The Tribunal looked at the Jacobs case in detail. An ex-school, containing a flat for the headmaster, was converted into a residence for Mr Jacobs. This resulted in a new residence with four additional flats. An element of the original flat was incorporated into the new residence. The Court of Appeal decided that as the resultant number of dwellings was greater than the number of dwellings prior to the works then it meant that the “additional dwelling or dwellings” criteria in Note 9 was met and the DIY claim was valid. Whilst HMRC had accepted this decision they had taken the view that this only applied to DIY claims (under section 35 of the VAT Act 1994) and not the zero-rating provisions (Section 30 of the 1994 VAT Act). The current Tribunal saw no reason for the distinction of the interpretation of Note 9 between s30 and s35 claims and allowed the appeal, contrary to an earlier case (Calam Vale) where the Tribunal had not had the benefit of the Court of Appeal’s decision for Jacobs.

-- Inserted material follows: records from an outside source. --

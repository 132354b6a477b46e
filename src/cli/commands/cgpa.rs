//! CGPA command handler

use super::read;
use markify::core::gpa::calculate_cgpa;
use markify::core::input::{MAX_GPA, MAX_SEMESTER_CREDITS};
use markify::core::models::Semester;
use markify::{error, info, verbose};

/// Calculate the CGPA for the given `GPA[:CREDITS]` semesters
pub fn run(entries: &[String]) {
    let semesters = match entries
        .iter()
        .map(|s| parse_semester(s))
        .collect::<Result<Vec<_>, _>>()
    {
        Ok(semesters) => semesters,
        Err(e) => {
            eprintln!("✗ {e}");
            error!("{e}");
            std::process::exit(1);
        }
    };

    if semesters.iter().any(|s| s.credits.is_none()) && semesters.iter().any(|s| s.credits.is_some()) {
        verbose!("Semesters without credits carry no weight when others have credits");
    }

    let cgpa = calculate_cgpa(&semesters);
    info!("CGPA over {} semesters: {cgpa:.2}", semesters.len());
    println!("CGPA: {cgpa:.2}");
}

/// Parse `GPA[:CREDITS]`. A blank or invalid GPA counts as 0.
///
/// # Errors
/// Returns an error if the text has more than two parts.
pub fn parse_semester(entry: &str) -> Result<Semester, String> {
    let mut parts = entry.split(':');
    let gpa = read("GPA", parts.next(), MAX_GPA).unwrap_or(0.0);
    let credits = read("Credits", parts.next(), MAX_SEMESTER_CREDITS);
    if parts.next().is_some() {
        return Err(format!(
            "Semester '{entry}' has too many parts (expected GPA[:CREDITS])"
        ));
    }

    Ok(Semester { gpa, credits })
}

#[cfg(test)]
mod tests {
    use super::*;

    #[test]
    fn test_parse_semester() {
        assert_eq!(parse_semester("8.5:22"), Ok(Semester::new(8.5, 22.0)));
        assert_eq!(parse_semester("9"), Ok(Semester::without_credits(9.0)));
        assert_eq!(parse_semester("12:40"), Ok(Semester::new(10.0, 30.0)));
        assert_eq!(parse_semester("abc"), Ok(Semester::without_credits(0.0)));
        assert!(parse_semester("8:20:1").is_err());
    }
}
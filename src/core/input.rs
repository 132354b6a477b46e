//! Input handling at the boundary between the user and the engine
//!
//! Raw text becomes an absent-or-number mark, and numbers above a field's
//! declared maximum are clamped with an advisory. This is the first of two
//! clamping layers; the aggregator clamps its totals again.

use crate::core::models::{Layout, RawMark};

/// Declared maximum for a CIE 1 / CIE 2 / Practical 1 / Practical 2 field
pub const MAX_HALF_PAPER: f64 = 50.0;
/// Declared maximum for a CIE 3 / Practical 3 / Model field
pub const MAX_FULL_PAPER: f64 = 100.0;
/// Declared maximum for an assignment field
pub const MAX_ASSIGNMENT: f64 = 10.0;
/// Declared maximum for paper credits
pub const MAX_PAPER_CREDITS: f64 = 20.0;
/// Declared maximum for semester credits
pub const MAX_SEMESTER_CREDITS: f64 = 30.0;
/// Declared maximum for a GPA or CGPA
pub const MAX_GPA: f64 = 10.0;
/// Declared maximum for an expected external mark
pub const MAX_EXTERNAL: f64 = 100.0;

/// Declared maximum for a target internal mark or an internal mark
#[must_use]
pub const fn max_internal(layout: Layout) -> f64 {
    layout.max_total()
}

/// A parsed field value and the advisory produced while bounding it
#[derive(Debug, Clone, PartialEq)]
pub struct FieldValue {
    /// Value to hand to the engine
    pub value: RawMark,
    /// Set when the entered value was replaced by the maximum
    pub advisory: Option<String>,
}

/// Parse user text into a mark.
///
/// Empty, whitespace-only, non-numeric, negative and non-finite text are all
/// absent. Decimals are accepted.
#[must_use]
pub fn parse_mark(text: &str) -> RawMark {
    let trimmed = text.trim();
    if trimmed.is_empty() {
        return None;
    }
    trimmed
        .parse::<f64>()
        .ok()
        .filter(|v| v.is_finite() && *v >= 0.0)
}

/// Clamp a value to `max`, producing an advisory when it was exceeded.
#[must_use]
pub fn clamp_to_max(value: RawMark, max: f64) -> FieldValue {
    match value {
        Some(v) if v > max => FieldValue {
            value: Some(max),
            advisory: Some(format!("Max value is {max}")),
        },
        _ => FieldValue {
            value,
            advisory: None,
        },
    }
}

/// Parse optional user text and bound it to `max`.
#[must_use]
pub fn read_field(text: Option<&str>, max: f64) -> FieldValue {
    clamp_to_max(text.and_then(parse_mark), max)
}
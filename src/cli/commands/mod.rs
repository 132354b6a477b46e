//! CLI command handlers for `Markify`.
//!
//! Each command is implemented in its own submodule. Numeric text from the
//! command line goes through [`read`] before reaching the engine.

pub mod boost;
pub mod cgpa;
pub mod config;
pub mod gpa;
pub mod internal;
pub mod target;

use markify::core::input::read_field;
use markify::core::models::RawMark;
use markify::warn;

/// Parse and bound one field, reporting any advisory as a warning.
pub fn read(label: &str, text: Option<&str>, max: f64) -> RawMark {
    let field = read_field(text, max);
    if let Some(advisory) = &field.advisory {
        warn!("{label}: {advisory}");
    }
    if let Some(t) = text.filter(|t| !t.trim().is_empty()) {
        if field.value.is_none() {
            warn!("{label}: '{t}' is not a valid mark; treating as blank");
        }
    }
    field.value
}
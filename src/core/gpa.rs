//! GPA prediction, CGPA calculation and the CGPA booster
//!
//! All values live on the fixed 10-point scale. Grade points come from a
//! step function over the final percentage mark; there is no partial
//! credit below 40.

use crate::core::models::{Paper, Semester};
use crate::core::round_to;
use serde::Serialize;
use std::fmt;

/// Highest GPA on the scale
pub const MAX_GRADE_POINT: f64 = 10.0;

/// Default number of semesters in a programme
pub const DEFAULT_PROGRAM_LENGTH: usize = 8;

/// Grade scale as `(minimum percentage, grade point)`, highest band first.
/// Anything below the last band scores 0.
pub const GRADE_SCALE: [(f64, u8); 6] = [
    (90.0, 10),
    (80.0, 9),
    (70.0, 8),
    (60.0, 7),
    (50.0, 6),
    (40.0, 5),
];

/// Convert a final percentage mark to a grade point (0..=10).
#[must_use]
pub fn mark_to_grade_point(final_mark: f64) -> u8 {
    GRADE_SCALE
        .iter()
        .find(|(min, _)| final_mark >= *min)
        .map_or(0, |(_, point)| *point)
}

/// Final percentage for a paper: internal plus the weighted external mark.
///
/// Theory externals count 60, Integrated externals 50.
#[must_use]
pub fn paper_final_mark(paper: &Paper) -> f64 {
    let internal = finite_or_zero(paper.internal);
    let external = finite_or_zero(paper.external);
    internal + external / 100.0 * paper.layout.external_weight()
}

/// Credit-weighted GPA over `papers`, rounded to two decimals.
///
/// Returns 0.0 when the papers carry no credits.
#[must_use]
pub fn predict_gpa(papers: &[Paper]) -> f64 {
    let mut total_points = 0.0;
    let mut total_credits = 0.0;

    for paper in papers {
        let final_mark = paper_final_mark(paper);
        let grade_point = mark_to_grade_point(final_mark);
        let credits = paper.credit_weight();
        crate::debug!(
            "{} paper: final {final_mark:.2} -> grade point {grade_point} x {credits} credits",
            paper.layout
        );

        total_points += f64::from(grade_point) * credits;
        total_credits += credits;
    }

    if total_credits > 0.0 {
        round_to(total_points / total_credits, 2)
    } else {
        0.0
    }
}

/// CGPA over completed semesters, rounded to two decimals.
///
/// Semesters are weighted by their credits; a semester without credits
/// weighs nothing. When no semester carries credits the plain mean of the
/// GPAs is used instead. An empty list gives 0.0.
#[must_use]
pub fn calculate_cgpa(semesters: &[Semester]) -> f64 {
    if semesters.is_empty() {
        return 0.0;
    }

    let (points, credits) = semesters.iter().fold((0.0, 0.0), |(points, credits), s| {
        let weight = s.credit_weight();
        (points + gpa_value(s.gpa) * weight, credits + weight)
    });

    if credits > 0.0 {
        round_to(points / credits, 2)
    } else {
        crate::debug!("no semester credits entered, using unweighted mean");
        let sum: f64 = semesters.iter().map(|s| gpa_value(s.gpa)).sum();
        #[allow(clippy::cast_precision_loss)]
        let count = semesters.len() as f64;
        round_to(sum / count, 2)
    }
}

/// Outcome of the CGPA booster
#[derive(Debug, Clone, Copy, PartialEq, Serialize)]
#[serde(tag = "status", rename_all = "lowercase")]
pub enum BoostOutcome {
    /// No semesters remain in the programme
    Completed,
    /// The average needed over the remaining semesters exceeds 10
    Impossible {
        /// Unrounded requirement
        required: f64,
    },
    /// The target is already secured
    Achieved {
        /// Unrounded (negative) requirement
        required: f64,
    },
    /// The target is reachable with this average
    Required {
        /// Average GPA needed over the remaining semesters, two decimals
        gpa: f64,
        /// Unrounded requirement; picks the encouragement band
        required: f64,
        /// Remaining semesters
        remaining: usize,
    },
}

impl BoostOutcome {
    /// Short value for display: the GPA, or the status word
    #[must_use]
    pub fn headline(&self) -> String {
        match self {
            Self::Completed => "Completed".to_string(),
            Self::Impossible { .. } => "Impossible".to_string(),
            Self::Achieved { .. } => "Achieved".to_string(),
            Self::Required { gpa, .. } => format!("{gpa:.2}"),
        }
    }

    /// Encouragement or explanation for the outcome
    #[must_use]
    pub fn message(&self) -> &'static str {
        match self {
            Self::Completed => "You have already completed all semesters.",
            Self::Impossible { .. } => {
                "Even with a perfect 10 in all remaining semesters, this target is mathematically impossible."
            }
            Self::Achieved { .. } => "You have already achieved your target CGPA!",
            Self::Required { required, .. } => {
                if *required > 9.0 {
                    "It will be tough, but you can do it!"
                } else if *required > 8.0 {
                    "Aim high and stay consistent."
                } else if *required > 7.0 {
                    "You're on the right track."
                } else {
                    "Achievable with steady effort."
                }
            }
        }
    }
}

impl fmt::Display for BoostOutcome {
    fn fmt(&self, f: &mut fmt::Formatter<'_>) -> fmt::Result {
        write!(f, "{} ({})", self.headline(), self.message())
    }
}

/// Average GPA needed over the remaining semesters to finish at `target_cgpa`.
///
/// Assumes equally weighted semesters over a programme of
/// `program_length` semesters.
#[must_use]
pub fn required_future_gpa(
    target_cgpa: f64,
    completed_gpas: &[f64],
    program_length: usize,
) -> BoostOutcome {
    if completed_gpas.len() >= program_length {
        return BoostOutcome::Completed;
    }
    let remaining = program_length - completed_gpas.len();

    let completed_sum: f64 = completed_gpas.iter().copied().map(gpa_value).sum();
    #[allow(clippy::cast_precision_loss)]
    let needed_points = target_cgpa * program_length as f64 - completed_sum;
    #[allow(clippy::cast_precision_loss)]
    let required = needed_points / remaining as f64;

    crate::debug!(
        "booster: need {needed_points:.3} points over {remaining} semesters -> {required:.4}"
    );

    if required > MAX_GRADE_POINT {
        BoostOutcome::Impossible { required }
    } else if required < 0.0 {
        BoostOutcome::Achieved { required }
    } else {
        BoostOutcome::Required {
            gpa: round_to(required, 2),
            required,
            remaining,
        }
    }
}

fn finite_or_zero(value: Option<f64>) -> f64 {
    value.filter(|v| v.is_finite()).unwrap_or(0.0)
}

fn gpa_value(gpa: f64) -> f64 {
    if gpa.is_finite() {
        gpa
    } else {
        0.0
    }
}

The Tribunal also commented on the brevity, inaccuracy and attitude of HMRC’s formal review letter which the Tribunal thought effectively said “We” (HMRC) “are right and you are wrong” for which HMRC apologised to the Tribunal.
If the sale of a converted property is zero-rated then VAT may be reclaimed on all conversion costs, including the conversion of the previously residential part of the buildings. Thus developers may be able to recover more VAT than a DIY claimant, who is restricted to reclaiming VAT only on the conversion of the non-residential part of the building. This judgment still fails to deliver parity between developers and DIY claimants.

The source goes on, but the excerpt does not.